▸ Problem to work on:
Only the lines from the top of the data through the line containing "type Job = Pin<Box<dyn" should be duplicated, exactly as they appear.

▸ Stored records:

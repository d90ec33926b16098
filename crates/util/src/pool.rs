//! Bounded async worker pools
//!
//! The pipeline runs two process-global pools: one for CPU-bound message
//! parsing and one for I/O-bound database writes. Both are plain fan-out
//! pools: N workers, each draining its own bounded job queue, with
//! submissions distributed round-robin. Submission applies backpressure only
//! through queue capacity; it never runs the job inline.
//!
//! Pools are built once at startup and injected into each task, so several
//! tasks can share (or tests can substitute) the same workers.

use std::future::Future;
use std::pin::Pin;
use std::sync::atomic::{AtomicU64, AtomicUsize, Ordering};
use std::sync::Arc;

use crossfire::{AsyncRx, MAsyncTx};
use tokio::task::JoinHandle;

type Job = Pin<Box<dyn Future<Output = ()> + Send + 'static>>;

/// Error returned when submitting to a pool whose workers have shut down.
#[derive(Debug, Clone, Copy, PartialEq, Eq)]
pub struct PoolClosed;

impl std::fmt::Display for PoolClosed {
    fn fmt(&self, f: &mut std::fmt::Formatter<'_>) -> std::fmt::Result {
        f.write_str("worker pool closed")
    }
}

impl std::error::Error for PoolClosed {}

/// A fixed-size pool of async workers with bounded job queues.
pub struct WorkerPool {
    name: &'static str,
    senders: Vec<MAsyncTx<Job>>,
    next: AtomicUsize,
    backlog: Arc<AtomicU64>,
    workers: parking_lot::Mutex<Vec<JoinHandle<()>>>,
}

impl WorkerPool {
    /// Spawn `workers` tasks, each with a queue of `queue_depth` jobs.
    ///
    /// Must be called from within a tokio runtime.
    pub fn new(name: &'static str, workers: usize, queue_depth: usize) -> Self {
        let workers = workers.max(1);
        let mut senders = Vec::with_capacity(workers);
        let mut handles = Vec::with_capacity(workers);

        for worker_id in 0..workers {
            let (tx, rx): (MAsyncTx<Job>, AsyncRx<Job>) =
                crossfire::mpsc::bounded_async(queue_depth.max(1));
            senders.push(tx);
            handles.push(tokio::spawn(async move {
                tracing::debug!(pool = name, worker_id, "pool worker starting");
                while let Ok(job) = rx.recv().await {
                    job.await;
                }
                tracing::debug!(pool = name, worker_id, "pool worker stopping");
            }));
        }

        Self {
            name,
            senders,
            next: AtomicUsize::new(0),
            backlog: Arc::new(AtomicU64::new(0)),
            workers: parking_lot::Mutex::new(handles),
        }
    }

    /// Number of workers in the pool.
    pub fn worker_count(&self) -> usize {
        self.senders.len()
    }

    /// Jobs submitted but not yet finished.
    pub fn backlog(&self) -> u64 {
        self.backlog.load(Ordering::Relaxed)
    }

    /// Enqueue a job, waiting only for queue capacity on the chosen worker.
    pub async fn submit<F>(&self, job: F) -> Result<(), PoolClosed>
    where
        F: Future<Output = ()> + Send + 'static,
    {
        let idx = self.next.fetch_add(1, Ordering::Relaxed) % self.senders.len();
        self.backlog.fetch_add(1, Ordering::Relaxed);

        // The counter travels with the job so backlog covers queued and
        // running work alike.
        let backlog = Arc::clone(&self.backlog);
        let counted = async move {
            job.await;
            backlog.fetch_sub(1, Ordering::Relaxed);
        };

        if self.senders[idx].send(Box::pin(counted)).await.is_err() {
            self.backlog.fetch_sub(1, Ordering::Relaxed);
            tracing::warn!(pool = self.name, "job submitted to closed pool");
            return Err(PoolClosed);
        }
        Ok(())
    }

    /// Abort all workers. Queued jobs are dropped.
    pub fn shutdown(&self) {
        for handle in self.workers.lock().drain(..) {
            handle.abort();
        }
    }
}
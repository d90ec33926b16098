//! The silt message-ordering and batching engine
//!
//! Sits between the partitioned-log input and the database writer:
//!
//! ```text
//! [Inputer] ──push──> [TaskService] ──parse pool──> [Ring per partition]
//!                                                        │ dense chunks
//!                                         ┌──────────────┴───────┐
//!                                    [Sharder]              (direct)
//!                                         └──────┬───────────────┘
//!                                             [Batch] ──channel(32)──> [RowSink]
//!                                                                          │
//!                                                    offsets committed ◄───┘
//! ```
//!
//! # Key design
//!
//! - **Rings restore order**: parallel parsing erases delivery order; each
//!   partition's ring reassembles rows into offset-contiguous chunks.
//! - **Offsets commit late**: a batch carries every `(partition, offset)` it
//!   supersedes and the writer commits them only after a durable insert.
//! - **Schema quiescence**: the first unknown key drains all buffers, pauses
//!   ingestion, applies DDL, then re-initialises the task.

mod error;
mod metrics;
mod ring;
mod sharder;
mod task;

pub use error::{PipelineError, Result};
pub use metrics::{TaskMetrics, TaskMetricsSnapshot};
pub use ring::{Admission, PutOutcome, Ring};
pub use sharder::{ShardFlush, Sharder};
pub use task::{Lifecycle, TaskService};

/// Writer channel depth: batches buffered between emission and the writer.
pub const BATCH_CHANNEL_DEPTH: usize = 32;

#[cfg(test)]
mod sharder_test;
#[cfg(test)]
mod task_test;
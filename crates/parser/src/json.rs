//! Typed access over parsed JSON payloads
//!
//! `JsonMetric` wraps a parsed document and exposes the typed, nullable-aware
//! accessors the row mapper uses. Timestamp handling: numeric values are
//! seconds since epoch with fractional nanoseconds; strings go through the
//! configured layouts; elastic datetimes are offset-bearing ISO 8601 and come
//! back as epoch seconds.

use std::collections::hash_map::DefaultHasher;
use std::hash::{Hash, Hasher};
use std::sync::Arc;

use chrono::{DateTime, NaiveDate, NaiveDateTime, Utc};
use serde_json::Value as Json;

use silt_model::TypeTag;

use crate::error::Result;

/// Timestamp layout strings for date, datetime and datetime64 columns.
#[derive(Debug, Clone)]
pub struct TsLayouts {
    pub date: String,
    pub datetime: String,
    pub datetime64: String,
}

impl TsLayouts {
    pub fn new(layouts: &[String; 3]) -> Self {
        Self {
            date: layouts[0].clone(),
            datetime: layouts[1].clone(),
            datetime64: layouts[2].clone(),
        }
    }
}

/// A JSON payload parser bound to a set of timestamp layouts.
#[derive(Clone)]
pub struct JsonParser {
    layouts: Arc<TsLayouts>,
}

impl JsonParser {
    pub fn new(layouts: Arc<TsLayouts>) -> Self {
        Self { layouts }
    }

    /// Parse raw bytes into a metric view.
    pub fn parse(&self, bytes: &[u8]) -> Result<JsonMetric> {
        let value: Json = serde_json::from_slice(bytes)?;
        Ok(JsonMetric {
            value,
            layouts: Arc::clone(&self.layouts),
        })
    }
}

/// A parsed message with typed key extraction.
pub struct JsonMetric {
    value: Json,
    layouts: Arc<TsLayouts>,
}

impl JsonMetric {
    fn get(&self, key: &str) -> Option<&Json> {
        self.value.get(key)
    }

    /// Whether the key exists at the top level.
    pub fn exists(&self, key: &str) -> bool {
        self.get(key).is_some()
    }

    pub fn get_int(&self, key: &str) -> Option<i64> {
        self.get(key)?.as_i64()
    }

    pub fn get_float(&self, key: &str) -> Option<f64> {
        self.get(key)?.as_f64()
    }

    pub fn get_string(&self, key: &str) -> Option<String> {
        Some(self.get(key)?.as_str()?.to_string())
    }

    pub fn get_date(&self, key: &str) -> Option<NaiveDate> {
        let s = self.get(key)?.as_str()?;
        NaiveDate::parse_from_str(s, &self.layouts.date).ok()
    }

    pub fn get_datetime(&self, key: &str) -> Option<DateTime<Utc>> {
        self.get_datetime_with(key, |l| l.datetime.as_str())
    }

    pub fn get_datetime64(&self, key: &str) -> Option<DateTime<Utc>> {
        self.get_datetime_with(key, |l| l.datetime64.as_str())
    }

    fn get_datetime_with(
        &self,
        key: &str,
        layout: impl Fn(&TsLayouts) -> &str,
    ) -> Option<DateTime<Utc>> {
        let v = self.get(key)?;
        if let Some(secs) = v.as_f64() {
            if secs != 0.0 {
                return epoch_with_nanos(secs);
            }
        }
        let s = v.as_str()?;
        NaiveDateTime::parse_from_str(s, layout(&self.layouts))
            .ok()
            .map(|naive| naive.and_utc())
    }

    /// Offset-bearing ISO 8601, returned as epoch seconds.
    pub fn get_elastic_datetime(&self, key: &str) -> Option<i64> {
        let s = self.get(key)?.as_str()?;
        DateTime::parse_from_rfc3339(s).ok().map(|t| t.timestamp())
    }

    pub fn get_int_array(&self, key: &str) -> Option<Vec<i64>> {
        let arr = self.get(key)?.as_array()?;
        Some(arr.iter().map(|e| e.as_i64().unwrap_or(0)).collect())
    }

    pub fn get_float_array(&self, key: &str) -> Option<Vec<f64>> {
        let arr = self.get(key)?.as_array()?;
        Some(arr.iter().map(|e| e.as_f64().unwrap_or(0.0)).collect())
    }

    pub fn get_string_array(&self, key: &str) -> Option<Vec<String>> {
        let arr = self.get(key)?.as_array()?;
        Some(
            arr.iter()
                .map(|e| e.as_str().unwrap_or_default().to_string())
                .collect(),
        )
    }

    /// Stable hash of the sharding key's value, when present.
    pub fn shard_hash(&self, key: &str) -> Option<u64> {
        let mut hasher = DefaultHasher::new();
        match self.get(key)? {
            Json::String(s) => s.hash(&mut hasher),
            Json::Number(n) => {
                if let Some(i) = n.as_i64() {
                    i.hash(&mut hasher);
                } else {
                    n.as_f64()?.to_bits().hash(&mut hasher);
                }
            }
            Json::Bool(b) => b.hash(&mut hasher),
            _ => return None,
        }
        Some(hasher.finish())
    }

    /// Walk top-level keys and report the ones not seen before.
    ///
    /// `seen` has load-or-store semantics: it returns `true` when the key was
    /// already known and marks it known either way, so a key is reported at
    /// most once process-wide. Type inference tries int, then float, then
    /// string; anything else is logged and skipped (the key still counts as
    /// seen).
    pub fn scan_keys<F>(&self, mut seen: F) -> Vec<(String, TypeTag)>
    where
        F: FnMut(&str) -> bool,
    {
        let mut found = Vec::new();
        let Some(obj) = self.value.as_object() else {
            return found;
        };
        for (key, v) in obj {
            if seen(key) {
                continue;
            }
            let tag = if v.as_i64().is_some() {
                TypeTag::Int
            } else if v.as_f64().is_some() {
                TypeTag::Float
            } else if v.as_str().is_some() {
                TypeTag::Str
            } else {
                tracing::warn!(key = %key, value = %v, "discovered key is not int/float/string, ignoring");
                continue;
            };
            found.push((key.clone(), tag));
        }
        found
    }
}

fn epoch_with_nanos(secs: f64) -> Option<DateTime<Utc>> {
    let whole = secs.trunc() as i64;
    let nanos = ((secs - secs.trunc()) * 1e9) as u32;
    DateTime::from_timestamp(whole, nanos)
}

#[cfg(test)]
mod tests {
    use super::*;
    use std::collections::HashSet;

    fn parser() -> JsonParser {
        JsonParser::new(Arc::new(TsLayouts {
            date: "%Y-%m-%d".into(),
            datetime: "%Y-%m-%d %H:%M:%S".into(),
            datetime64: "%Y-%m-%d %H:%M:%S%.f".into(),
        }))
    }

    #[test]
    fn test_scalar_accessors() {
        let m = parser()
            .parse(br#"{"i": 3, "f": 2.5, "s": "hi"}"#)
            .unwrap();
        assert_eq!(m.get_int("i"), Some(3));
        assert_eq!(m.get_float("f"), Some(2.5));
        // Integers read fine as floats.
        assert_eq!(m.get_float("i"), Some(3.0));
        assert_eq!(m.get_string("s"), Some("hi".into()));
        // Missing or wrong-typed keys come back empty.
        assert_eq!(m.get_int("missing"), None);
        assert_eq!(m.get_int("s"), None);
        assert_eq!(m.get_string("i"), None);
    }

    #[test]
    fn test_datetime_from_string_layout() {
        let m = parser().parse(br#"{"t": "2024-03-01 12:30:00"}"#).unwrap();
        let t = m.get_datetime("t").unwrap();
        assert_eq!(t.timestamp(), 1709296200);
    }

    #[test]
    fn test_datetime_from_epoch_number() {
        let m = parser().parse(br#"{"t": 1709296200.5}"#).unwrap();
        let t = m.get_datetime("t").unwrap();
        assert_eq!(t.timestamp(), 1709296200);
        assert_eq!(t.timestamp_subsec_millis(), 500);
    }

    #[test]
    fn test_date_layout() {
        let m = parser().parse(br#"{"d": "2024-03-01"}"#).unwrap();
        assert_eq!(
            m.get_date("d"),
            NaiveDate::from_ymd_opt(2024, 3, 1)
        );
        let bad = parser().parse(br#"{"d": "03/01/2024"}"#).unwrap();
        assert_eq!(bad.get_date("d"), None);
    }

    #[test]
    fn test_elastic_datetime() {
        let m = parser()
            .parse(br#"{"t": "2024-03-01T12:30:00+02:00"}"#)
            .unwrap();
        assert_eq!(m.get_elastic_datetime("t"), Some(1709289000));
    }

    #[test]
    fn test_arrays() {
        let m = parser()
            .parse(br#"{"a": [1, 2, 3], "b": [1.5, 2], "c": ["x", "y"]}"#)
            .unwrap();
        assert_eq!(m.get_int_array("a"), Some(vec![1, 2, 3]));
        assert_eq!(m.get_float_array("b"), Some(vec![1.5, 2.0]));
        assert_eq!(
            m.get_string_array("c"),
            Some(vec!["x".to_string(), "y".to_string()])
        );
        assert_eq!(m.get_int_array("missing"), None);
    }

    #[test]
    fn test_invalid_json_rejected() {
        assert!(parser().parse(b"{not json").is_err());
    }

    #[test]
    fn test_scan_keys_inference_order() {
        // int wins over float, float over string.
        let m = parser()
            .parse(br#"{"a": 1, "b": 1.5, "c": "x", "d": [1], "e": 3.0}"#)
            .unwrap();
        let mut known = HashSet::new();
        let mut found = m.scan_keys(|k| !known.insert(k.to_string()));
        found.sort();
        assert_eq!(
            found,
            vec![
                ("a".to_string(), TypeTag::Int),
                ("b".to_string(), TypeTag::Float),
                ("c".to_string(), TypeTag::Str),
                // JSON "3.0" does not parse as an integer.
                ("e".to_string(), TypeTag::Float),
            ]
        );
        // "d" is an array: ignored but still marked seen.
        assert!(known.contains("d"));
    }

    #[test]
    fn test_scan_keys_reports_once() {
        let m = parser().parse(br#"{"a": 1}"#).unwrap();
        let mut known = HashSet::new();
        assert_eq!(m.scan_keys(|k| !known.insert(k.to_string())).len(), 1);
        assert!(m.scan_keys(|k| !known.insert(k.to_string())).is_empty());
    }

    #[test]
    fn test_shard_hash_stability() {
        let m1 = parser().parse(br#"{"name": "cpu"}"#).unwrap();
        let m2 = parser().parse(br#"{"name": "cpu", "x": 1}"#).unwrap();
        assert_eq!(m1.shard_hash("name"), m2.shard_hash("name"));
        assert!(m1.shard_hash("missing").is_none());
    }
}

▸ Written reply:
repository d90ec33926b16098
filename crates/util/src/pool.rs
//! Bounded async worker pools
//!
//! The pipeline runs two process-global pools: one for CPU-bound message
//! parsing and one for I/O-bound database writes. Both are plain fan-out
//! pools: N workers, each draining its own bounded job queue, with
//! submissions distributed round-robin. Submission applies backpressure only
//! through queue capacity; it never runs the job inline.
//!
//! Pools are built once at startup and injected into each task, so several
//! tasks can share (or tests can substitute) the same workers.

use std::future::Future;
use std::pin::Pin;
use std::sync::atomic::{AtomicU64, AtomicUsize, Ordering};
use std::sync::Arc;

use crossfire::{AsyncRx, MAsyncTx};
use tokio::task::JoinHandle;

type Job = Pin<Box<dyn Future<Output = ()> + Send + 'static>>;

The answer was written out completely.